# TASK REQUIREMENTS
Scan the entries for the word "filled", and copy every line where it appears.

[EXTRACTED INFORMATION Boundary: Start]

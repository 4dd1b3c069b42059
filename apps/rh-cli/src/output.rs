//! Text renderings of a profile and of march progress.

use clap::ValueEnum;
use rh_solver::{MarchProgress, Profile};

#[derive(Clone, Copy, Debug, Default, PartialEq, Eq, ValueEnum)]
pub enum OutputFormat {
    /// Aligned columns
    #[default]
    Table,
    /// `x_m,temperature` rows
    Csv,
    /// Profile as JSON
    Json,
}

pub fn render(profile: &Profile, format: OutputFormat) -> Result<String, serde_json::Error> {
    match format {
        OutputFormat::Table => {
            let mut out = format!("{:>10} {:>14}\n", "x [m]", "T");
            for p in &profile.points {
                out.push_str(&format!("{:>10.5} {:>14.6}\n", p.x, p.temperature));
            }
            Ok(out)
        }
        OutputFormat::Csv => {
            let mut out = String::from("x_m,temperature\n");
            for p in &profile.points {
                out.push_str(&format!("{},{}\n", p.x, p.temperature));
            }
            Ok(out)
        }
        OutputFormat::Json => {
            let mut out = serde_json::to_string_pretty(profile)?;
            out.push('\n');
            Ok(out)
        }
    }
}

pub fn progress_line(p: &MarchProgress, elapsed_wall_s: f64) -> String {
    let width = 28usize;
    let fraction = if p.steps == 0 {
        1.0
    } else {
        p.step as f64 / p.steps as f64
    };
    let filled = ((fraction * width as f64).round() as usize).min(width);
    let bar = format!(
        "{}{}",
        "#".repeat(filled),
        "-".repeat(width.saturating_sub(filled))
    );
    format!(
        "\r[{}] {:>6.2}%  t={:.3}s  step={}/{}  elapsed={:.1}s",
        bar,
        fraction * 100.0,
        p.sim_time_s,
        p.step,
        p.steps,
        elapsed_wall_s
    )
}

[EXTRACTED INFORMATION Boundary: End]

# REPLY
    let filled = ((fraction * width as f64).round() as usize).min(width);
        "#".repeat(filled),
        "-".repeat(width.saturating_sub(filled))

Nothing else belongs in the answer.